Codepen: https://codepen.io/Candleout/pen/RwvxOJy

Sometimes when I load the page the scene appears blank or is not rendered correctly. Not sure why this happens. If this happens to you, refresh the page and/or scene it and it should hopefully work (x = 500 and y = -150 at screen center).

In the scene, X (red axis) represent East-West and Y (green axis) represents North-South. X increases to the East and Y increases to the North. Z (blue axis) represents the vertical axis and increases with elevation.

enter image description here

Camera setup:

cameraPosition = [x + 1, y - 1, 1]
cameraTarget = [x, y, 0]
up = [0, 0, 1]

With this setup, the objects are correctly positioned (or so it appears) in three dimensions. But how do you convert between screen coords and world coords?
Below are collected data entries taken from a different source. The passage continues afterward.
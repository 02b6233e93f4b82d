//! Custom error types and handling
//!
//! This module defines the judge's error types: admission rejections that the
//! HTTP layer maps to 4xx responses, sandbox faults that end up as `SE`
//! verdicts, and the application-wide error with its Axum response mapping.

use axum::{
    http::StatusCode,
    response::{IntoResponse, Response},
    Json,
};
use serde::Serialize;

/// Reasons a submission is refused before anything is persisted
#[derive(Debug, Clone, PartialEq, Eq, thiserror::Error)]
pub enum AdmissionError {
    #[error("Test runs must use the test-run endpoint")]
    TestFieldsOnSubmitPath,

    #[error("A submission cannot belong to both a contest and a lab")]
    MutuallyExclusiveContestAndLab,

    #[error("Problem not found")]
    ProblemNotFound,

    #[error("Contest not found")]
    ContestNotFound,

    #[error("Contest is not published")]
    ContestNotPublished,

    #[error("Contest has not started yet")]
    ContestNotStarted,

    #[error("Contest has ended")]
    ContestEnded,

    #[error("You are not registered for this contest")]
    NotRegistered,

    #[error("You have already finished this exam")]
    ExamFinished,

    #[error("Your exam is paused; resume it before submitting")]
    ExamPaused,

    #[error("Your exam is locked")]
    ExamLocked,

    #[error("Unsupported language: {0}")]
    LanguageUnsupported(String),

    #[error("Source code exceeds {0} bytes")]
    SourceTooLarge(usize),
}

impl AdmissionError {
    /// Stable reason code for clients
    pub fn code(&self) -> &'static str {
        match self {
            Self::TestFieldsOnSubmitPath => "test_fields_on_submit_path",
            Self::MutuallyExclusiveContestAndLab => "mutually_exclusive_contest_and_lab",
            Self::ProblemNotFound => "problem_not_found",
            Self::ContestNotFound => "contest_not_found",
            Self::ContestNotPublished => "contest_not_published",
            Self::ContestNotStarted => "contest_not_started",
            Self::ContestEnded => "contest_ended",
            Self::NotRegistered => "not_registered",
            Self::ExamFinished => "exam_finished",
            Self::ExamPaused => "exam_paused",
            Self::ExamLocked => "exam_locked",
            Self::LanguageUnsupported(_) => "language_unsupported",
            Self::SourceTooLarge(_) => "source_too_large",
        }
    }

    /// HTTP status the API layer should answer with
    pub fn status_code(&self) -> StatusCode {
        match self {
            Self::TestFieldsOnSubmitPath
            | Self::MutuallyExclusiveContestAndLab
            | Self::LanguageUnsupported(_)
            | Self::SourceTooLarge(_) => StatusCode::BAD_REQUEST,
            Self::ProblemNotFound | Self::ContestNotFound => StatusCode::NOT_FOUND,
            Self::ContestNotPublished
            | Self::ContestNotStarted
            | Self::ContestEnded
            | Self::NotRegistered
            | Self::ExamFinished
            | Self::ExamPaused
            | Self::ExamLocked => StatusCode::FORBIDDEN,
        }
    }
}

/// Classification of sandbox faults
#[derive(Debug, Clone, Copy, PartialEq, Eq, Serialize)]
#[serde(rename_all = "snake_case")]
pub enum SandboxErrorKind {
    DaemonUnavailable,
    ImageMissing,
    Api,
    Cleanup,
}

impl SandboxErrorKind {
    pub fn as_str(&self) -> &'static str {
        match self {
            Self::DaemonUnavailable => "daemon_unavailable",
            Self::ImageMissing => "image_missing",
            Self::Api => "api",
            Self::Cleanup => "cleanup",
        }
    }
}

impl std::fmt::Display for SandboxErrorKind {
    fn fmt(&self, f: &mut std::fmt::Formatter<'_>) -> std::fmt::Result {
        f.write_str(self.as_str())
    }
}

/// Infrastructure fault raised by the sandbox driver
#[derive(Debug, Clone, thiserror::Error)]
#[error("sandbox {kind}: {message}")]
pub struct SandboxError {
    pub kind: SandboxErrorKind,
    pub message: String,
}

impl SandboxError {
    pub fn new(kind: SandboxErrorKind, message: impl Into<String>) -> Self {
        Self {
            kind,
            message: message.into(),
        }
    }
}

/// Application-wide error type
#[derive(Debug, thiserror::Error)]
pub enum AppError {
    #[error(transparent)]
    Admission(#[from] AdmissionError),

    // Infrastructure errors
    #[error("Database error: {0}")]
    Database(String),

    #[error("Redis error: {0}")]
    Redis(String),

    #[error(transparent)]
    Sandbox(#[from] SandboxError),

    #[error("Serialization error: {0}")]
    Serialization(String),

    #[error("Scheduler error: {0}")]
    Scheduler(String),

    // Internal errors
    #[error("Internal error: {0}")]
    Internal(#[from] anyhow::Error),
}

/// Error response body
#[derive(Debug, Serialize)]
pub struct ErrorResponse {
    pub error: ErrorDetails,
}

/// Error details in response
#[derive(Debug, Serialize)]
pub struct ErrorDetails {
    pub code: String,
    pub message: String,
}

impl AppError {
    /// Get the error code for this error type
    pub fn error_code(&self) -> &'static str {
        match self {
            Self::Admission(e) => e.code(),
            Self::Database(_) => "DATABASE_ERROR",
            Self::Redis(_) => "REDIS_ERROR",
            Self::Sandbox(_) => "SANDBOX_ERROR",
            Self::Serialization(_) => "SERIALIZATION_ERROR",
            Self::Scheduler(_) => "SCHEDULER_ERROR",
            Self::Internal(_) => "INTERNAL_ERROR",
        }
    }

    /// Get the HTTP status code for this error
    pub fn status_code(&self) -> StatusCode {
        match self {
            Self::Admission(e) => e.status_code(),
            Self::Sandbox(_) => StatusCode::SERVICE_UNAVAILABLE,
            Self::Database(_)
            | Self::Redis(_)
            | Self::Serialization(_)
            | Self::Scheduler(_)
            | Self::Internal(_) => StatusCode::INTERNAL_SERVER_ERROR,
        }
    }
}

impl IntoResponse for AppError {
    fn into_response(self) -> Response {
        let status = self.status_code();

        // Log internal errors but don't expose details to clients
        let message = match &self {
            AppError::Internal(e) => {
                tracing::error!("Internal error: {:?}", e);
                "An internal error occurred".to_string()
            }
            AppError::Database(e) => {
                tracing::error!("Database error: {}", e);
                "A database error occurred".to_string()
            }
            _ => self.to_string(),
        };

        let body = ErrorResponse {
            error: ErrorDetails {
                code: self.error_code().to_string(),
                message,
            },
        };

        (status, Json(body)).into_response()
    }
}

impl From<sqlx::Error> for AppError {
    fn from(err: sqlx::Error) -> Self {
        AppError::Database(err.to_string())
    }
}

impl From<redis::RedisError> for AppError {
    fn from(err: redis::RedisError) -> Self {
        AppError::Redis(err.to_string())
    }
}

impl From<bollard::errors::Error> for AppError {
    fn from(err: bollard::errors::Error) -> Self {
        AppError::Sandbox(crate::sandbox::classify_docker_error(&err))
    }
}

impl From<serde_json::Error> for AppError {
    fn from(err: serde_json::Error) -> Self {
        AppError::Serialization(err.to_string())
    }
}

impl From<tokio_cron_scheduler::JobSchedulerError> for AppError {
    fn from(err: tokio_cron_scheduler::JobSchedulerError) -> Self {
        AppError::Scheduler(err.to_string())
    }
}

/// Result type alias using AppError
pub type AppResult<T> = Result<T, AppError>;

#[cfg(test)]
mod tests {
    use super::*;

    #[test]
    fn test_admission_codes_are_distinct() {
        let all = [
            AdmissionError::ContestNotPublished,
            AdmissionError::ContestNotStarted,
            AdmissionError::ContestEnded,
            AdmissionError::NotRegistered,
            AdmissionError::ExamFinished,
            AdmissionError::ExamPaused,
            AdmissionError::ExamLocked,
            AdmissionError::LanguageUnsupported("cobol".into()),
            AdmissionError::MutuallyExclusiveContestAndLab,
        ];
        let mut codes: Vec<_> = all.iter().map(|e| e.code()).collect();
        codes.sort();
        codes.dedup();
        assert_eq!(codes.len(), all.len());
    }

    #[test]
    fn test_admission_errors_map_to_4xx() {
        let err = AppError::from(AdmissionError::ExamPaused);
        assert_eq!(err.status_code(), StatusCode::FORBIDDEN);
        assert_eq!(err.error_code(), "exam_paused");

        let err = AppError::from(AdmissionError::LanguageUnsupported("cobol".into()));
        assert!(err.status_code().is_client_error());
    }

    #[test]
    fn test_missing_row_is_a_database_fault() {
        // Lookups use fetch_optional; a RowNotFound here is unexpected
        let err = AppError::from(sqlx::Error::RowNotFound);
        assert!(matches!(err, AppError::Database(_)));
        assert_eq!(err.status_code(), StatusCode::INTERNAL_SERVER_ERROR);
    }

    #[test]
    fn test_sandbox_kind_names() {
        let names: Vec<_> = [
            SandboxErrorKind::DaemonUnavailable,
            SandboxErrorKind::ImageMissing,
            SandboxErrorKind::Api,
            SandboxErrorKind::Cleanup,
        ]
        .iter()
        .map(|k| k.as_str())
        .collect();
        assert_eq!(names, ["daemon_unavailable", "image_missing", "api", "cleanup"]);
    }
}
Below is my current (failed) attempt to converting from screen space to world space. It includes the following steps:

  • Normalize the screen coordinates
  • Invert the view projection matrix
  • Apply the inverted matrix to the normalized screen coordinates

With this code, only the coordinate in the center of the screen is turning out correct (500, -150). Everything else is skewed in some way. If you follow the y axis with the mouse, the x values will update as well, and vice versa.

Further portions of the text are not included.